The supplementary material is also interesting. In Supp. Fig. 2 you can see the occurrence of 4 distinct clusters corresponding to the four corners of Europe, and also a barely perceptible tilting of Scotland toward Sweden relative to Ireland, within the NW cluster. As always, we should not interpret this as a lack of distinctiveness of the two populations, as such distinctiveness may hide in either higher-order dimensions, or a combination of more markers/individuals to be able to discern it. We could, however, say, as common sense would also dictate that these two populations are very close to each other in the European context.

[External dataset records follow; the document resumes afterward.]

//! The request view that strategies classify.

use std::borrow::Cow;
use std::sync::OnceLock;

use tracing::trace;

/// The parts of an inbound HTTP request that classification looks at.
///
/// A `RequestInfo` lives for one request's evaluation. The only state it
/// accumulates is the resolved client country, which is filled at most once
/// so that several country strategies evaluating the same request share a
/// single geolocation lookup.
#[derive(Debug, Clone, Default)]
pub struct RequestInfo {
    /// HTTP method as received (any case)
    pub method: String,
    /// URL path without the query string
    pub path: String,
    /// Raw query string without the leading `?`
    pub query: Option<String>,
    /// Virtual host, including any port the client sent
    pub host: String,
    /// Client address, usually `ip:port`
    pub remote_addr: String,
    /// Value of the `User-Agent` header, empty when absent
    pub user_agent: String,
    country: OnceLock<String>,
}

impl RequestInfo {
    /// Create a request view for a method and path.
    pub fn new(method: impl Into<String>, path: impl Into<String>) -> Self {
        Self {
            method: method.into(),
            path: path.into(),
            ..Default::default()
        }
    }

    pub fn with_host(mut self, host: impl Into<String>) -> Self {
        self.host = host.into();
        self
    }

    pub fn with_remote_addr(mut self, remote_addr: impl Into<String>) -> Self {
        self.remote_addr = remote_addr.into();
        self
    }

    pub fn with_user_agent(mut self, user_agent: impl Into<String>) -> Self {
        self.user_agent = user_agent.into();
        self
    }

    pub fn with_query(mut self, query: impl Into<String>) -> Self {
        self.query = Some(query.into());
        self
    }

    /// Attach a country that was already resolved earlier in the gateway pass.
    pub fn with_country(self, country: impl Into<String>) -> Self {
        let _ = self.country.set(country.into());
        self
    }

    /// Build a request view from an `http` request and the peer address.
    ///
    /// The host comes from the `Host` header when present, otherwise from the
    /// URI authority.
    pub fn from_http<B>(request: &http::Request<B>, remote_addr: impl Into<String>) -> Self {
        let uri = request.uri();
        let host = request
            .headers()
            .get(http::header::HOST)
            .and_then(|v| v.to_str().ok())
            .map(str::to_string)
            .or_else(|| uri.authority().map(|a| a.as_str().to_string()))
            .unwrap_or_default();
        let user_agent = request
            .headers()
            .get(http::header::USER_AGENT)
            .and_then(|v| v.to_str().ok())
            .unwrap_or_default()
            .to_string();

        Self {
            method: request.method().as_str().to_string(),
            path: uri.path().to_string(),
            query: uri.query().map(str::to_string),
            host,
            remote_addr: remote_addr.into(),
            user_agent,
            country: OnceLock::new(),
        }
    }

    /// File extension of the last path segment, including the leading dot.
    ///
    /// Returns an empty string when the last segment has no dot.
    pub fn extension(&self) -> &str {
        let segment = self.path.rsplit('/').next().unwrap_or_default();
        match segment.rfind('.') {
            Some(idx) => &segment[idx..],
            None => "",
        }
    }

    /// First decoded value of a query parameter, if the parameter is present.
    pub fn query_param(&self, name: &str) -> Option<Cow<'_, str>> {
        let query = self.query.as_deref()?;
        url::form_urlencoded::parse(query.as_bytes())
            .find(|(key, _)| key == name)
            .map(|(_, value)| value)
    }

    /// The country resolved for this request so far, if any.
    pub fn resolved_country(&self) -> Option<&str> {
        self.country.get().map(String::as_str)
    }

    /// Remember the resolved country for later strategies. First write wins.
    pub(crate) fn remember_country(&self, country: &str) {
        if self.country.set(country.to_string()).is_ok() {
            trace!(country = %country, "Cached resolved country for request");
        }
    }
}
//! Counter key formatting shared by the strategies.
//!
//! Keys are plain strings. Two distinct buckets must never format to the same
//! string, and one bucket must always format the same way, so every strategy
//! goes through these helpers instead of formatting request fields itself.

use std::fmt;
use std::str::FromStr;

use crate::error::KeyclassError;

use super::request::RequestInfo;

/// Identifier selecting the client address as key source.
pub const REMOTE_ADDR_KEY: &str = "remote_addr";
/// Identifier selecting the virtual host as key source.
pub const HOST_KEY: &str = "host";

/// Strip a `:port` suffix from a client address.
///
/// Splits on the first `:`; an address without one is returned whole.
pub fn strip_port(remote_addr: &str) -> &str {
    remote_addr
        .split_once(':')
        .map_or(remote_addr, |(addr, _)| addr)
}

/// Which request field prefixes a composite key.
#[derive(Debug, Clone, Copy, PartialEq, Eq, Default)]
pub enum KeySource {
    /// Client address with the port stripped
    RemoteAddr,
    /// Virtual host as sent by the client
    #[default]
    Host,
}

impl KeySource {
    /// The request field this source selects.
    pub fn fill<'a>(&self, request: &'a RequestInfo) -> &'a str {
        match self {
            KeySource::RemoteAddr => strip_port(&request.remote_addr),
            KeySource::Host => &request.host,
        }
    }

    pub fn as_str(&self) -> &'static str {
        match self {
            KeySource::RemoteAddr => REMOTE_ADDR_KEY,
            KeySource::Host => HOST_KEY,
        }
    }
}

impl FromStr for KeySource {
    type Err = KeyclassError;

    fn from_str(s: &str) -> Result<Self, Self::Err> {
        match s {
            REMOTE_ADDR_KEY => Ok(KeySource::RemoteAddr),
            HOST_KEY => Ok(KeySource::Host),
            other => Err(KeyclassError::Config(format!("invalid key: {}", other))),
        }
    }
}

impl fmt::Display for KeySource {
    fn fmt(&self, f: &mut fmt::Formatter<'_>) -> fmt::Result {
        f.write_str(self.as_str())
    }
}

/// Key for a path-pattern bucket: key source value followed by the pattern.
pub fn path_key(source: &str, pattern: &str) -> String {
    format!("{}{}", source, pattern)
}

/// Key for a query-parameter bucket: `host/name=value`.
pub fn query_key(host: &str, name: &str, value: &str) -> String {
    format!("{}/{}={}", host, name, value)
}
use anyhow::Context;
use clap::Parser;
use std::sync::Arc;
use tracing::info;
use tracing_subscriber::EnvFilter;

use keyclass::config::{KeyclassConfig, LogFormat};
use keyclass::ratelimit::{Decision, KeyStrategy, Outcome, RateLimiter, RequestInfo, RuleSet};

/// Classify an HTTP request against a rule file.
#[derive(Debug, Parser)]
#[command(name = "keyclass", version, about)]
struct Args {
    /// Settings file (YAML, TOML or JSON)
    #[arg(long)]
    config: Option<String>,

    /// Rule file; overrides `rules_path` from the settings
    #[arg(long)]
    rules: Option<String>,

    /// Request URL, e.g. http://example.com/api/users?token=1
    #[arg(long)]
    url: String,

    #[arg(long, default_value = "GET")]
    method: String,

    /// Client address, optionally with a port
    #[arg(long, default_value = "127.0.0.1")]
    remote_addr: String,

    #[arg(long)]
    user_agent: Option<String>,

    /// Pre-resolved client country
    #[arg(long)]
    country: Option<String>,

    /// Replay the request this many times through in-memory counters
    #[arg(long, default_value_t = 0)]
    repeat: u32,

    /// Print decisions as JSON lines
    #[arg(long)]
    json: bool,
}

#[tokio::main]
async fn main() -> anyhow::Result<()> {
    let args = Args::parse();
    let config = KeyclassConfig::load(args.config.as_deref())?;
    init_tracing(&config);

    info!("Version: {}", env!("CARGO_PKG_VERSION"));

    let rules_path = args
        .rules
        .clone()
        .or_else(|| config.rules_path.clone())
        .context("no rule file given (use --rules or rules_path)")?;
    let rules = RuleSet::from_file(&rules_path)?;
    let strategies = rules.build()?;

    let request = build_request(&args)?;

    for strategy in &strategies {
        let decision = strategy.decide(&request);
        print_decision(strategy.as_ref(), &decision, args.json);
    }

    if args.repeat > 0 {
        replay(&strategies, &request, args.repeat).await?;
    }

    Ok(())
}

fn init_tracing(config: &KeyclassConfig) {
    let filter = EnvFilter::try_from_default_env()
        .unwrap_or_else(|_| EnvFilter::new(&config.logging.level));
    let builder = tracing_subscriber::fmt()
        .with_env_filter(filter)
        .with_target(false)
        .with_writer(std::io::stderr);

    match config.logging.format {
        LogFormat::Json => builder.json().init(),
        LogFormat::Text => builder.init(),
    }
}

fn build_request(args: &Args) -> anyhow::Result<RequestInfo> {
    let uri: http::Uri = args.url.parse().context("invalid --url")?;
    let mut builder = http::Request::builder().method(args.method.as_str()).uri(uri);
    if let Some(ua) = &args.user_agent {
        builder = builder.header(http::header::USER_AGENT, ua);
    }
    let request = builder.body(()).context("invalid request")?;

    let info = RequestInfo::from_http(&request, args.remote_addr.clone());
    Ok(match &args.country {
        Some(country) => info.with_country(country.clone()),
        None => info,
    })
}

fn print_decision(
    strategy: &dyn KeyStrategy,
    decision: &keyclass::error::Result<Decision>,
    json: bool,
) {
    if json {
        let value = match decision {
            Ok(Decision::Limited { key, limit, window }) => serde_json::json!({
                "strategy": strategy.name(),
                "decision": "limited",
                "key": key,
                "limit": limit,
                "window_secs": window.as_secs_f64(),
            }),
            Ok(Decision::Unlimited) => serde_json::json!({
                "strategy": strategy.name(),
                "decision": "unlimited",
            }),
            Err(e) => serde_json::json!({
                "strategy": strategy.name(),
                "decision": "error",
                "error": e.to_string(),
            }),
        };
        println!("{}", value);
    } else {
        match decision {
            Ok(decision) => println!("{:<16} {}", strategy.name(), decision),
            Err(e) => println!("{:<16} error: {}", strategy.name(), e),
        }
    }
}

async fn replay(
    strategies: &[Arc<dyn KeyStrategy>],
    request: &RequestInfo,
    repeat: u32,
) -> anyhow::Result<()> {
    for strategy in strategies {
        let limiter = RateLimiter::in_memory(strategy.clone());
        let mut allowed = 0u32;
        let mut limited = 0u32;
        let mut unlimited = 0u32;

        for _ in 0..repeat {
            match limiter.check(request).await {
                Ok(Outcome::Allowed { .. }) => allowed += 1,
                Ok(Outcome::Limited { .. }) => limited += 1,
                Ok(Outcome::Unlimited) => unlimited += 1,
                Err(e) => {
                    println!("{:<16} error: {}", strategy.name(), e);
                    break;
                }
            }
        }

        println!(
            "{:<16} allowed={} limited={} unlimited={}",
            strategy.name(),
            allowed,
            limited,
            unlimited
        );
    }
    Ok(())
}
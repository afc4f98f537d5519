use std::collections::HashMap;
use tracing::{debug, trace};

use crate::error::Result;
use crate::ratelimit::decision::Decision;
use crate::ratelimit::request::RequestInfo;
use crate::ratelimit::strategy::{KeyStrategy, StrategyBase};

/// Limits requests per virtual host, with optional per-host limits.
///
/// Per-host limits can be changed after construction through `&mut self`;
/// a caller that reconfigures while serving traffic wraps the strategy in its
/// own lock.
#[derive(Debug, Clone)]
pub struct HostStrategy {
    base: StrategyBase,
    host_limits: HashMap<String, i64>,
}

impl HostStrategy {
    pub fn new(base: StrategyBase) -> Self {
        Self {
            base,
            host_limits: HashMap::new(),
        }
    }

    pub fn with_host_limits(mut self, host_limits: HashMap<String, i64>) -> Self {
        self.host_limits = host_limits;
        self
    }

    /// Override the limit for one host. Returns the previous override.
    pub fn set_host_limit(&mut self, host: impl Into<String>, limit: i64) -> Option<i64> {
        self.host_limits.insert(host.into(), limit)
    }

    pub fn remove_host_limit(&mut self, host: &str) -> Option<i64> {
        self.host_limits.remove(host)
    }

    pub fn host_limits(&self) -> &HashMap<String, i64> {
        &self.host_limits
    }
}

impl KeyStrategy for HostStrategy {
    fn name(&self) -> &str {
        "host"
    }

    fn base(&self) -> &StrategyBase {
        &self.base
    }

    fn decide(&self, request: &RequestInfo) -> Result<Decision> {
        if !self.in_scope(request) {
            debug!(strategy = self.name(), "Request out of scope");
            return Ok(Decision::Unlimited);
        }

        let limit = self
            .host_limits
            .get(&request.host)
            .copied()
            .unwrap_or(self.base.limit);
        let decision = Decision::limited(request.host.as_str(), limit, self.base.window);
        trace!(strategy = self.name(), decision = %decision, "Classified request");
        Ok(decision)
    }
}
//! # Kernel API
//!
//! The boundary between user-mode process support and the rest of the
//! kernel.
//!
//! ## Contents
//!
//! - The data that crosses the boundary: [`SegmentDescriptor`],
//!   [`ExecutableLayout`], [`ProcessContext`], [`KernelThread`]
//! - The collaborators process support consumes but does not implement:
//!   [`FileSystem`], [`ProgramLoader`], [`ThreadFactory`],
//!   [`ContextDestroyer`]
//!
//! ## Non-Goals
//!
//! This is NOT:
//! - A loader (page tables and copying belong to the [`ProgramLoader`])
//! - A scheduler (ready queues belong to the [`ThreadFactory`])
//! - Dynamic linking, relocation or signal delivery

pub mod context;
pub mod error;
pub mod kernel;
pub mod layout;

pub use context::{KernelStack, KernelThread, ProcessContext};
pub use error::{FsError, LoadError};
pub use kernel::{ContextDestroyer, FileSystem, KernelServices, ProgramLoader, ThreadFactory};
pub use layout::{ExecutableLayout, SegmentDescriptor, SegmentFlags, MAX_SEGMENTS};
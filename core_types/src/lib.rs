//! # Core Types
//!
//! Fundamental identifiers and memory vocabulary shared by the user-mode
//! process crates.
//!
//! ## Key Types
//!
//! - [`Pid`]: Process identifier handed back by a successful spawn
//! - [`ThreadId`]: Identity of a kernel thread
//! - [`ContextId`]: Identity of a process execution context
//! - [`AddressSpaceId`]: Identity of a loaded address space
//! - [`MemoryPerms`]: Read/write/execute permission flags

pub mod ids;
pub mod memory;
pub mod uuid_tools;

pub use ids::{ContextId, Pid, ThreadId};
pub use memory::{
    page_align_down, page_align_up, AddressSpaceId, MemoryPerms, PAGE_SIZE, USER_SPACE_END,
};
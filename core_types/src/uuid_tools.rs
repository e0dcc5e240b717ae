use uuid::Uuid;

/// Returns a fresh identifier.
///
/// Freestanding builds have no entropy source, so they hand out a
/// monotonically increasing value shaped like a v4 UUID. Values are never
/// reused within one boot either way.
#[cfg(target_os = "none")]
pub fn new_uuid() -> Uuid {
    use core::sync::atomic::{AtomicU64, Ordering};

    static COUNTER: AtomicU64 = AtomicU64::new(1);
    let hi = COUNTER.fetch_add(1, Ordering::Relaxed);
    let lo = COUNTER.fetch_add(1, Ordering::Relaxed);

    let mut bytes = [0u8; 16];
    bytes[..8].copy_from_slice(&hi.to_le_bytes());
    bytes[8..].copy_from_slice(&lo.to_le_bytes());

    // UUIDv4 version nibble and RFC 4122 variant.
    bytes[6] = (bytes[6] & 0x0f) | 0x40;
    bytes[8] = (bytes[8] & 0x3f) | 0x80;

    Uuid::from_bytes(bytes)
}

#[cfg(not(target_os = "none"))]
pub fn new_uuid() -> Uuid {
    Uuid::new_v4()
}
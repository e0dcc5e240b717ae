//! Identifiers for processes, threads and execution contexts

use crate::uuid_tools::new_uuid;
use serde::{Deserialize, Serialize};
use std::fmt;
use uuid::Uuid;

/// Process identifier
///
/// Small integer handed out by the scheduler when a user thread is started.
/// This is what `spawn` returns to its caller.
#[derive(Debug, Clone, Copy, PartialEq, Eq, PartialOrd, Ord, Hash, Serialize, Deserialize)]
pub struct Pid(u32);

impl Pid {
    /// Creates a pid from its raw number
    pub const fn new(raw: u32) -> Self {
        Self(raw)
    }

    /// Returns the pid that follows this one
    pub fn next(&self) -> Self {
        Self(self.0.wrapping_add(1).max(1))
    }
}

impl fmt::Display for Pid {
    fn fmt(&self, f: &mut fmt::Formatter<'_>) -> fmt::Result {
        write!(f, "pid:{}", self.0)
    }
}

/// Unique identifier for a kernel thread
#[derive(Debug, Clone, Copy, PartialEq, Eq, Hash, Serialize, Deserialize)]
pub struct ThreadId(Uuid);

impl ThreadId {
    /// Creates a new random thread ID
    pub fn new() -> Self {
        Self(new_uuid())
    }

    /// Returns the inner UUID
    pub fn as_uuid(&self) -> Uuid {
        self.0
    }
}

impl Default for ThreadId {
    fn default() -> Self {
        Self::new()
    }
}

impl fmt::Display for ThreadId {
    fn fmt(&self, f: &mut fmt::Formatter<'_>) -> fmt::Result {
        write!(f, "Thread({})", self.0)
    }
}

/// Identity of a process execution context
///
/// Context IDs are never reused, so comparing a remembered ID against a
/// live context can never match a different context that happens to occupy
/// the same memory as a destroyed one.
#[derive(Debug, Clone, Copy, PartialEq, Eq, Hash, Serialize, Deserialize)]
pub struct ContextId(Uuid);

impl ContextId {
    /// Creates a new unique context ID
    pub fn new() -> Self {
        Self(new_uuid())
    }

    /// Creates a context ID from a UUID
    pub fn from_uuid(uuid: Uuid) -> Self {
        Self(uuid)
    }

    /// Returns the inner UUID
    pub fn as_uuid(&self) -> Uuid {
        self.0
    }
}

impl Default for ContextId {
    fn default() -> Self {
        Self::new()
    }
}

impl fmt::Display for ContextId {
    fn fmt(&self, f: &mut fmt::Formatter<'_>) -> fmt::Result {
        write!(f, "ctx:{}", self.0)
    }
}
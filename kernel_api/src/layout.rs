//! Parsed executable layout

use core_types::MemoryPerms;
use serde::{Deserialize, Serialize};
use std::fmt;
use std::ops::Range;

/// Fixed capacity of an [`ExecutableLayout`]
///
/// An image declaring more program headers than this is rejected rather
/// than truncated.
pub const MAX_SEGMENTS: usize = 3;

/// Segment protection bits, as stored in an ELF program header
#[derive(Debug, Clone, Copy, PartialEq, Eq, Hash, Default, Serialize, Deserialize)]
pub struct SegmentFlags(u32);

impl SegmentFlags {
    pub const EXECUTE: u32 = 1;
    pub const WRITE: u32 = 2;
    pub const READ: u32 = 4;

    /// Wraps raw `p_flags` bits; unknown bits are kept
    pub const fn from_bits(bits: u32) -> Self {
        Self(bits)
    }

    pub const fn bits(&self) -> u32 {
        self.0
    }

    /// Read + execute (text)
    pub const fn rx() -> Self {
        Self(Self::READ | Self::EXECUTE)
    }

    /// Read + write (data, bss)
    pub const fn rw() -> Self {
        Self(Self::READ | Self::WRITE)
    }

    pub fn to_memory_perms(&self) -> MemoryPerms {
        MemoryPerms {
            read: self.0 & Self::READ != 0,
            write: self.0 & Self::WRITE != 0,
            execute: self.0 & Self::EXECUTE != 0,
        }
    }
}

impl fmt::Display for SegmentFlags {
    fn fmt(&self, f: &mut fmt::Formatter<'_>) -> fmt::Result {
        write!(f, "{}", self.to_memory_perms())
    }
}

/// One loadable segment of an executable
///
/// Bytes `[offset_in_file, offset_in_file + length_in_file)` of the image
/// are copied to `start_address`; the rest of `size_in_memory` is
/// zero-filled by the loader.
#[derive(Debug, Clone, Copy, PartialEq, Eq, Default, Serialize, Deserialize)]
pub struct SegmentDescriptor {
    pub offset_in_file: u64,
    pub length_in_file: u64,
    pub start_address: u64,
    pub size_in_memory: u64,
    pub protection: SegmentFlags,
}

impl SegmentDescriptor {
    /// Image bytes backing this segment
    ///
    /// Only meaningful for descriptors produced by the parser, which has
    /// already checked that the range does not overflow.
    pub fn file_range(&self) -> Range<u64> {
        self.offset_in_file..self.offset_in_file + self.length_in_file
    }

    /// Bytes to zero-fill after the file-backed part
    pub fn zero_fill_len(&self) -> u64 {
        self.size_in_memory.saturating_sub(self.length_in_file)
    }
}

/// Entry address plus the ordered segment list of an executable
///
/// Segment order is load order and is never changed after parsing.
#[derive(Debug, Clone, PartialEq, Eq, Serialize, Deserialize)]
pub struct ExecutableLayout {
    entry_address: u64,
    segments: [SegmentDescriptor; MAX_SEGMENTS],
    count: usize,
}

impl ExecutableLayout {
    /// Creates an empty layout
    pub fn new(entry_address: u64) -> Self {
        Self {
            entry_address,
            segments: [SegmentDescriptor::default(); MAX_SEGMENTS],
            count: 0,
        }
    }

    /// Appends a segment, handing it back if the layout is full
    pub fn try_push(&mut self, segment: SegmentDescriptor) -> Result<(), SegmentDescriptor> {
        if self.count == MAX_SEGMENTS {
            return Err(segment);
        }
        self.segments[self.count] = segment;
        self.count += 1;
        Ok(())
    }

    pub fn entry_address(&self) -> u64 {
        self.entry_address
    }

    /// Segments in program-header order
    pub fn segments(&self) -> &[SegmentDescriptor] {
        &self.segments[..self.count]
    }

    pub fn len(&self) -> usize {
        self.count
    }

    pub fn is_empty(&self) -> bool {
        self.count == 0
    }
}

#[cfg(test)]
mod tests {
    use super::*;

    fn segment(start: u64) -> SegmentDescriptor {
        SegmentDescriptor {
            offset_in_file: 0,
            length_in_file: 0x10,
            start_address: start,
            size_in_memory: 0x20,
            protection: SegmentFlags::rw(),
        }
    }

    #[test]
    fn test_layout_preserves_push_order() {
        let mut layout = ExecutableLayout::new(0x1000);
        layout.try_push(segment(0x3000)).unwrap();
        layout.try_push(segment(0x1000)).unwrap();

        let starts: Vec<u64> = layout.segments().iter().map(|s| s.start_address).collect();
        assert_eq!(starts, vec![0x3000, 0x1000]);
        assert_eq!(layout.entry_address(), 0x1000);
    }

    #[test]
    fn test_layout_rejects_past_capacity() {
        let mut layout = ExecutableLayout::new(0);
        for i in 0..MAX_SEGMENTS {
            layout.try_push(segment(i as u64 * 0x1000)).unwrap();
        }
        let extra = segment(0xdead_0000);
        assert_eq!(layout.try_push(extra), Err(extra));
        assert_eq!(layout.len(), MAX_SEGMENTS);
    }

    #[test]
    fn test_segment_flags_to_perms() {
        assert_eq!(SegmentFlags::rx().to_memory_perms(), MemoryPerms::read_execute());
        assert_eq!(SegmentFlags::rw().to_memory_perms(), MemoryPerms::read_write());
        assert_eq!(format!("{}", SegmentFlags::from_bits(7)), "RWX");
    }

    #[test]
    fn test_segment_zero_fill() {
        let seg = segment(0x1000);
        assert_eq!(seg.file_range(), 0..0x10);
        assert_eq!(seg.zero_fill_len(), 0x10);
    }
}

Human Heredity Vol. 70, No. 2, 2010
Genetic Differences between Five European Populations
Valentina Moskvina et al.
Aims: We sought to examine the magnitude of the differences in SNP allele frequencies between five European populations (Scotland, Ireland, Sweden, Bulgaria and Portugal) and to identify the loci with the greatest differences. Methods: We performed a population-based genome-wide association analysis with Affymetrix 6.0 and 5.0 arrays. We used a 4 degrees of freedom χ2 test to determine the magnitude of stratification for each SNP. We then examined the genes within the most stratified regions, using a highly conservative cutoff of p less than 10–45. Results: We found 40,593 SNPs which are genome-wide significantly (p ≤ 10–8) stratified between these populations. The largest differences clustered in gene ontology categories for immunity and pigmentation. Some of the top loci span genes that have already been reported as highly stratified: genes for hair color and pigmentation (HERC2, EXOC2, IRF4), the LCT gene, genes involved in NAD metabolism, and in immunity (HLA and the Toll-like receptor genes TLR10, TLR1, TLR6). However, several genes have not previously been reported as stratified within European populations, indicating that they might also have provided selective advantages: several zinc finger genes, two genes involved in glutathione synthesis or function, and most intriguingly, FOXP2, implicated in speech development. Conclusion: Our analysis demonstrates that many SNPs show genome-wide significant differences within European populations and the magnitude of the differences correlate with the geographical distance. At least some of these differences are due to the selective advantage of polymorphisms within these loci.